Meet the New Drugs Working Group 
Coordinator Michela Casanova

Tell us a little bit about your background as Coordinator of the Working Group?
I am responsible for the Early Drug Development at the Fondazione IRCCS Istituto Nazionale dei Tumori in Milan. My personal experience, together with that of the other members of the WG, derives from multiple international collaborations mainly within the ITCC (Innovative Therapies for Children with Cancer) European consortium. I have been part of the ITCC Executive Committee since 2016, and after having been a member of the Clinical Trial Committee for more than 10 years I am currently the ITCC secretary and clinical chair of the Solid Tumors Committee. 
Thanks to these positions I had the opportunity to develop a significant experience in discussing, designing, and realizing clinical studies in collaboration with multiple pharmaceutical companies and academic European networks. The strong link with ITCC is confirmed by the fact that several other members of this working group are part of the Solid Tumors, Brain Tumors, Hema and Educational Committees. My research field is mainly in soft tissue sarcomas; I am a founding member of the European paediatric Soft Tissue Sarcoma Study Group (EpSSG), member of the Board, and I was chair of the Phase I-II committee. The members of the WG, experts in hematologic diseases and other solid tumors, are supporting me in the group’s activities.
What is the overall objective and in addition a specific current goal of the WG?
Our main objective is to facilitate the access to new drugs for children with onco-hematological diseases treated in AIEOP centers, especially those with non-curable malignancies. With this aim, the WG provides updates on experimental protocols with new drugs that are being activated to facilitate access for children with refractory or relapsed disease. We share the information within the AIEOP network on the available academic or company sponso Save red trials. We attend monthly teleconferences, where we discuss the open/opening protocols and we update tables that are available on the AIEOP web page accessible by all members of the association. The aim is to facilitate the referral at the national level and cross borders when needed.
Currently we have 2 additional specific goals: 
1) to increase the access to tumor molecular profiling programs with high-throughput sequencing allowing patients to receive matched targeted treatments, when possible. In this objective we are collaborating with the AIEOP Biology and Pathology Working Groups;
2) to collect information on onco-hematological diseases treated with innovative therapies but not enrolled in clinical trials either via compassionate use of experimental drugs or off-label use of anti-cancer medicines. These data could inform us on new uses that could be investigated in well-designed trials. We also provide support and contacts for access to compassionate use programs.
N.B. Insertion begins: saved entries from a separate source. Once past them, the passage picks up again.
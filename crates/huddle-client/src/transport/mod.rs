//! Peer transport seam
//!
//! The session core only sees identities, media calls and side channels.
//! [`rtc::RtcTransport`] implements this over webrtc-rs and a websocket
//! signaling relay; tests use `testing::FakeTransport`.

pub mod pump;
pub mod rtc;
pub mod signaling;

use std::sync::Arc;

use async_trait::async_trait;
use bytes::Bytes;
use huddle_protocol::{CallMetadata, PeerMessage, TrackKind};
use tokio::sync::{broadcast, mpsc};
use uuid::Uuid;

use crate::error::TransportError;
use crate::media::MediaTrack;
use crate::session::registry::OutboundSelection;

pub use rtc::RtcTransport;

/// Identifies one call or side channel, unique per process
pub type LinkId = Uuid;

/// Tracks attached to an outgoing call
#[derive(Debug, Clone, Default)]
pub struct OutboundTracks {
    pub audio: Option<Arc<MediaTrack>>,
    pub video: Option<Arc<MediaTrack>>,
}

impl OutboundTracks {
    pub fn track(&self, kind: TrackKind) -> Option<&Arc<MediaTrack>> {
        match kind {
            TrackKind::Audio => self.audio.as_ref(),
            TrackKind::Video => self.video.as_ref(),
        }
    }

    pub fn is_empty(&self) -> bool {
        self.audio.is_none() && self.video.is_none()
    }
}

impl From<&OutboundSelection> for OutboundTracks {
    fn from(selection: &OutboundSelection) -> Self {
        Self {
            audio: selection.audio.clone(),
            video: selection.video.clone(),
        }
    }
}

/// One inbound track of a remote stream, carrying depacketized payloads
#[derive(Debug, Clone)]
pub struct RemoteTrack {
    pub id: String,
    pub kind: TrackKind,
    pub packets: broadcast::Sender<Bytes>,
}

/// Everything a remote peer sends us on one call
#[derive(Debug, Clone, Default)]
pub struct RemoteStream {
    pub id: String,
    pub tracks: Vec<RemoteTrack>,
}

impl RemoteStream {
    pub fn has(&self, kind: TrackKind) -> bool {
        self.tracks.iter().any(|t| t.kind == kind)
    }
}

/// Events raised by the transport, consumed by the peer session manager
#[derive(Clone)]
pub enum TransportEvent {
    IncomingCall(Arc<dyn MediaCall>),
    IncomingChannel(Arc<dyn DataChannel>),
    ChannelOpen { channel_id: LinkId, remote_id: String },
    ChannelData { channel_id: LinkId, remote_id: String, data: String },
    ChannelClosed { channel_id: LinkId, remote_id: String },
    CallStream { call_id: LinkId, remote_id: String, stream: RemoteStream },
    CallClosed { call_id: LinkId, remote_id: String },
    CallError { call_id: LinkId, remote_id: String, error: String },
    /// Relay-level failure, optionally about one peer
    Error { remote_id: Option<String>, error: String },
    /// Lost the signaling relay; established calls keep running
    Disconnected,
}

impl std::fmt::Debug for TransportEvent {
    fn fmt(&self, f: &mut std::fmt::Formatter<'_>) -> std::fmt::Result {
        match self {
            TransportEvent::IncomingCall(call) => write!(f, "IncomingCall({}, {})", call.id(), call.remote_id()),
            TransportEvent::IncomingChannel(channel) => {
                write!(f, "IncomingChannel({}, {})", channel.id(), channel.remote_id())
            }
            TransportEvent::ChannelOpen { channel_id, remote_id } => {
                write!(f, "ChannelOpen({}, {})", channel_id, remote_id)
            }
            TransportEvent::ChannelData { channel_id, remote_id, .. } => {
                write!(f, "ChannelData({}, {})", channel_id, remote_id)
            }
            TransportEvent::ChannelClosed { channel_id, remote_id } => {
                write!(f, "ChannelClosed({}, {})", channel_id, remote_id)
            }
            TransportEvent::CallStream { call_id, remote_id, stream } => {
                write!(f, "CallStream({}, {}, {} tracks)", call_id, remote_id, stream.tracks.len())
            }
            TransportEvent::CallClosed { call_id, remote_id } => write!(f, "CallClosed({}, {})", call_id, remote_id),
            TransportEvent::CallError { call_id, remote_id, error } => {
                write!(f, "CallError({}, {}, {})", call_id, remote_id, error)
            }
            TransportEvent::Error { remote_id, error } => write!(f, "Error({:?}, {})", remote_id, error),
            TransportEvent::Disconnected => write!(f, "Disconnected"),
        }
    }
}

/// A negotiated (or negotiating) media call with one remote peer
#[async_trait]
pub trait MediaCall: Send + Sync {
    fn id(&self) -> LinkId;
    fn remote_id(&self) -> &str;
    fn metadata(&self) -> &CallMetadata;

    /// Accept an inbound call, sending `tracks`
    async fn answer(&self, tracks: OutboundTracks) -> Result<(), TransportError>;

    /// Swap what is sent for `kind` without renegotiating
    async fn replace_track(&self, kind: TrackKind, track: Option<Arc<MediaTrack>>) -> Result<(), TransportError>;

    async fn close(&self);
}

/// Side channel used for small JSON messages between peers
#[async_trait]
pub trait DataChannel: Send + Sync {
    fn id(&self) -> LinkId;
    fn remote_id(&self) -> &str;
    fn is_open(&self) -> bool;

    async fn send(&self, message: &PeerMessage) -> Result<(), TransportError>;

    async fn close(&self);
}

#[async_trait]
pub trait Transport: Send + Sync {
    /// Register with the relay and return our identity
    async fn open(&self, requested_id: Option<&str>) -> Result<String, TransportError>;

    async fn call(
        &self,
        remote_id: &str,
        tracks: OutboundTracks,
        metadata: CallMetadata,
    ) -> Result<Arc<dyn MediaCall>, TransportError>;

    async fn connect(&self, remote_id: &str) -> Result<Arc<dyn DataChannel>, TransportError>;

    /// The event stream; can be taken once
    fn take_events(&self) -> Option<mpsc::UnboundedReceiver<TransportEvent>>;

    /// Close every link and leave the relay
    async fn shutdown(&self);
}
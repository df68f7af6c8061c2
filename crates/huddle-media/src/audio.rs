use std::time::Duration;

#[cfg(feature = "opus")]
use crate::codec::{AudioCodec, AudioEncoder, EncodedPacket, EncoderError};
#[cfg(feature = "opus")]
use crate::frame::AudioChunk;

/// Audio sample rate used throughout the application (48kHz)
pub const SAMPLE_RATE: u32 = 48000;

/// Audio channels (stereo)
pub const CHANNELS: usize = 2;

/// Frame size in samples (20ms at 48kHz = 960 samples)
pub const FRAME_SIZE: usize = 960;

/// Duration of one encoder frame
pub const FRAME_DURATION: Duration = Duration::from_millis(20);

/// Splits arbitrarily sized PCM chunks into fixed encoder frames
#[derive(Debug)]
pub struct PcmFramer {
    frame_len: usize,
    pending: Vec<i16>,
}

impl PcmFramer {
    pub fn new(channels: usize, frame_size: usize) -> Self {
        Self {
            frame_len: channels * frame_size,
            pending: Vec::with_capacity(channels * frame_size * 2),
        }
    }

    /// Append samples and return every complete frame
    pub fn push(&mut self, samples: &[i16]) -> Vec<Vec<i16>> {
        self.pending.extend_from_slice(samples);
        let mut frames = Vec::new();
        while self.pending.len() >= self.frame_len {
            let rest = self.pending.split_off(self.frame_len);
            frames.push(std::mem::replace(&mut self.pending, rest));
        }
        frames
    }

    pub fn pending_samples(&self) -> usize {
        self.pending.len()
    }
}

/// Duplicate mono samples into interleaved stereo
pub fn upmix_mono(samples: &[i16]) -> Vec<i16> {
    samples.iter().flat_map(|&s| [s, s]).collect()
}

/// Opus audio encoder
#[cfg(feature = "opus")]
pub struct OpusEncoder {
    encoder: opus::Encoder,
    framer: PcmFramer,
}

#[cfg(feature = "opus")]
impl OpusEncoder {
    pub fn new() -> Result<Self, EncoderError> {
        let encoder = opus::Encoder::new(SAMPLE_RATE, opus::Channels::Stereo, opus::Application::Voip)
            .map_err(|e| EncoderError::Unavailable(e.to_string()))?;

        Ok(Self {
            encoder,
            framer: PcmFramer::new(CHANNELS, FRAME_SIZE),
        })
    }

    /// Set the bitrate (in bits per second)
    pub fn set_bitrate(&mut self, bitrate: u32) -> Result<(), EncoderError> {
        self.encoder
            .set_bitrate(opus::Bitrate::Bits(bitrate as i32))
            .map_err(|e| EncoderError::Backend(e.to_string()))
    }
}

#[cfg(feature = "opus")]
impl AudioEncoder for OpusEncoder {
    fn encode(&mut self, chunk: &AudioChunk) -> Result<Vec<EncodedPacket>, EncoderError> {
        if chunk.sample_rate != SAMPLE_RATE {
            return Err(EncoderError::InvalidInput(format!(
                "expected {} Hz, got {} Hz",
                SAMPLE_RATE, chunk.sample_rate
            )));
        }

        let frames = match chunk.channels {
            1 => self.framer.push(&upmix_mono(&chunk.samples)),
            2 => self.framer.push(&chunk.samples),
            n => {
                return Err(EncoderError::InvalidInput(format!("unsupported channel count {}", n)));
            }
        };

        let mut packets = Vec::with_capacity(frames.len());
        for pcm in frames {
            let mut output = vec![0u8; 4000]; // Max opus packet size
            let len = self
                .encoder
                .encode(&pcm, &mut output)
                .map_err(|e| EncoderError::Backend(e.to_string()))?;
            output.truncate(len);
            packets.push(EncodedPacket {
                data: output,
                duration: FRAME_DURATION,
                keyframe: true,
            });
        }
        Ok(packets)
    }

    fn codec(&self) -> AudioCodec {
        AudioCodec::Opus
    }
}

#[cfg(test)]
mod tests {
    use super::*;

    #[test]
    fn framer_emits_whole_frames_and_keeps_remainder() {
        let mut framer = PcmFramer::new(CHANNELS, FRAME_SIZE);

        assert!(framer.push(&vec![0; 1000]).is_empty());
        let frames = framer.push(&vec![1; 3000]);

        assert_eq!(frames.len(), 2);
        assert!(frames.iter().all(|f| f.len() == FRAME_SIZE * CHANNELS));
        assert_eq!(framer.pending_samples(), 4000 - 2 * FRAME_SIZE * CHANNELS);
    }

    #[test]
    fn upmix_duplicates_each_sample() {
        assert_eq!(upmix_mono(&[1, -2]), vec![1, 1, -2, -2]);
    }

    #[cfg(feature = "opus")]
    #[test]
    fn opus_encodes_silence() {
        let mut encoder = OpusEncoder::new().unwrap();
        let chunk = AudioChunk {
            sample_rate: SAMPLE_RATE,
            channels: 2,
            samples: vec![0; FRAME_SIZE * CHANNELS],
            timestamp: Duration::ZERO,
        };
        let packets = encoder.encode(&chunk).unwrap();
        assert_eq!(packets.len(), 1);
        assert!(!packets[0].data.is_empty());
    }
}
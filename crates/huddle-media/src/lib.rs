//! Media primitives for Huddle
//!
//! This crate provides the pieces of the media path that do not need a
//! runtime:
//! - Raw frame types shared by capture, compositing and encoding
//! - Segmentation masks and the virtual background kernels
//! - Encoder traits and recording format selection

pub mod audio;
pub mod codec;
pub mod compositing;
pub mod frame;
pub mod recording;

pub use codec::*;
pub use compositing::{BackgroundFill, CompositeError, SegmentationError, SegmentationMask};
pub use frame::*;
pub use recording::*;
What has been your WG’s greatest accomplishment?
One of the main achievements is the number of clinical trials with new drugs offered to our children with onco-hematological diseases. Even if we would always like to improve and this sometimes means we need to send patients from an AIEOP center to a further away one, the portfolio of clinical trials now available in Italy is in line with that of the best European countries. In 2021 we performed a survey on the impact of the Determina AIFA n. 809/2015 introduced in July 2016 for the certification of phase 1 centers. AIEOP has 10 phase 1 certified centers with a median of 4.5 phase 1 trials open and 2.5 opening. There is an ongoing problem of geographic distribution, we lack phase 1 centers in the southern part of Italy, but networking and referral patterns are working well, allowing proper access to innovation for all Italian patients. 
What is your hope for the future of your field of work globally?
We would like to increase the number of industry and academic trials to better match the real needs of our patients. The hope is to provide access to innovation as widely as possible, offering the clinical studies to more centers.  The facilitation of multidisciplinary discussion at national and international level of all available options would warrant equal access to information and proposals for each patient independently from the center and country where he/she is treated. 
Access to innovative medicines through off label and compassionate use is a valid option but only when a clinical trial is not available. Well-designed clinical studies remain the only real option to move research forward more quickly and to really understand the potential benefit of new drugs.